++++ Task data

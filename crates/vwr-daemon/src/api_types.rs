//! Request and response types for all vwr-daemon HTTP endpoints.
//!
//! No business logic lives here. Types that embed a pass summary are
//! `Serialize` only; tests decode them as `serde_json::Value`.

use serde::{Deserialize, Serialize};
use vwr_reconcile::Frontiers;

use crate::state::PassSummary;

// ---------------------------------------------------------------------------
// /v1/health
// ---------------------------------------------------------------------------

#[derive(Debug, Clone, Serialize, Deserialize)]
pub struct HealthResponse {
    pub ok: bool,
    pub service: String,
    pub version: String,
}

// ---------------------------------------------------------------------------
// /v1/status
// ---------------------------------------------------------------------------

#[derive(Debug, Clone, Serialize)]
pub struct StatusResponse {
    pub event_id: String,
    pub expiry_period_secs: i64,
    pub daemon_uptime_secs: u64,
    /// `None` when the cache could not be read; see `frontiers_error`.
    pub frontiers: Option<Frontiers>,
    pub frontiers_error: Option<String>,
    pub last_expiry: Option<PassSummary>,
    pub last_advance: Option<PassSummary>,
}

// ---------------------------------------------------------------------------
// Refusals and faults
// ---------------------------------------------------------------------------

/// 409: a pass of this component is already running.
#[derive(Debug, Clone, Serialize, Deserialize)]
pub struct BusyResponse {
    pub error: String,
    /// "expiry_marker" | "serving_advancer"
    pub component: String,
}

/// 503 / 500: the pass failed.
#[derive(Debug, Clone, Serialize, Deserialize)]
pub struct FaultResponse {
    pub error: String,
    /// "UPSTREAM_UNAVAILABLE" | "INCONSISTENT_STATE"
    pub kind: String,
    pub event_id: String,
}
use anyhow::{bail, Result};
use vwr_reconcile::{FaultKind, Frontiers};

use super::{connect, event_context, resolve};
use crate::DbTarget;

/// `vwr frontiers show`
pub async fn show(paths: &[&str]) -> Result<()> {
    let r = resolve(paths)?;
    let ctx = event_context(&r).await?;
    let f = ctx.read_frontiers().await?;
    println!("event_id={}", r.event_id);
    println!("{}", f);
    if !f.is_bounded() {
        println!("WARNING: frontiers out of order (want max_expired <= serving <= queue)");
    }
    Ok(())
}

/// `vwr frontiers init`
pub async fn init(paths: &[&str], frontiers: Frontiers, yes: bool) -> Result<()> {
    let r = resolve(paths)?;
    let ctx = event_context(&r).await?;

    match ctx.read_frontiers().await {
        Ok(existing) if !yes => bail!(
            "REFUSING INIT: event {} already has counters ({}). Re-run with --yes to overwrite",
            r.event_id,
            existing
        ),
        Ok(_) => {}
        Err(e) if e.kind() == FaultKind::InconsistentState => {}
        Err(e) => return Err(e.into()),
    }

    let pool = connect(&r, DbTarget::Cache).await?;
    vwr_db::init_frontiers(&pool, &r.event_id, frontiers).await?;
    println!("event_id={}", r.event_id);
    println!("{}", frontiers);
    Ok(())
}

++++++++

_What is required_
Every record shown above should appear again in your answer, unchanged.

_Response to the task_
filename crates/vwr-daemon/src/api_types.rs
//! Request and response types for all vwr-daemon HTTP endpoints.
//!
//! No business logic lives here. Types that embed a pass summary are
//! `Serialize` only; tests decode them as `serde_json::Value`.

use serde::{Deserialize, Serialize};
use vwr_reconcile::Frontiers;

use crate::state::PassSummary;

// ---------------------------------------------------------------------------
// /v1/health
// ---------------------------------------------------------------------------

#[derive(Debug, Clone, Serialize, Deserialize)]
pub struct HealthResponse {
    pub ok: bool,
    pub service: String,
    pub version: String,
}

// ---------------------------------------------------------------------------
// /v1/status
// ---------------------------------------------------------------------------

#[derive(Debug, Clone, Serialize)]
pub struct StatusResponse {
    pub event_id: String,
    pub expiry_period_secs: i64,
    pub daemon_uptime_secs: u64,
    /// `None` when the cache could not be read; see `frontiers_error`.
    pub frontiers: Option<Frontiers>,
    pub frontiers_error: Option<String>,
    pub last_expiry: Option<PassSummary>,
    pub last_advance: Option<PassSummary>,
}

// ---------------------------------------------------------------------------
// Refusals and faults
// ---------------------------------------------------------------------------

/// 409: a pass of this component is already running.
#[derive(Debug, Clone, Serialize, Deserialize)]
pub struct BusyResponse {
    pub error: String,
    /// "expiry_marker" | "serving_advancer"
    pub component: String,
}

/// 503 / 500: the pass failed.
#[derive(Debug, Clone, Serialize, Deserialize)]
pub struct FaultResponse {
    pub error: String,
    /// "UPSTREAM_UNAVAILABLE" | "INCONSISTENT_STATE"
    pub kind: String,
    pub event_id: String,
}
use anyhow::{bail, Result};
use vwr_reconcile::{FaultKind, Frontiers};

use super::{connect, event_context, resolve};
use crate::DbTarget;

/// `vwr frontiers show`
pub async fn show(paths: &[&str]) -> Result<()> {
    let r = resolve(paths)?;
    let ctx = event_context(&r).await?;
    let f = ctx.read_frontiers().await?;
    println!("event_id={}", r.event_id);
    println!("{}", f);
    if !f.is_bounded() {
        println!("WARNING: frontiers out of order (want max_expired <= serving <= queue)");
    }
    Ok(())
}

/// `vwr frontiers init`
pub async fn init(paths: &[&str], frontiers: Frontiers, yes: bool) -> Result<()> {
    let r = resolve(paths)?;
    let ctx = event_context(&r).await?;

    match ctx.read_frontiers().await {
        Ok(existing) if !yes => bail!(
            "REFUSING INIT: event {} already has counters ({}). Re-run with --yes to overwrite",
            r.event_id,
            existing
        ),
        Ok(_) => {}
        Err(e) if e.kind() == FaultKind::InconsistentState => {}
        Err(e) => return Err(e.into()),
    }

    let pool = connect(&r, DbTarget::Cache).await?;
    vwr_db::init_frontiers(&pool, &r.event_id, frontiers).await?;
    println!("event_id={}", r.event_id);
    println!("{}", frontiers);
    Ok(())
}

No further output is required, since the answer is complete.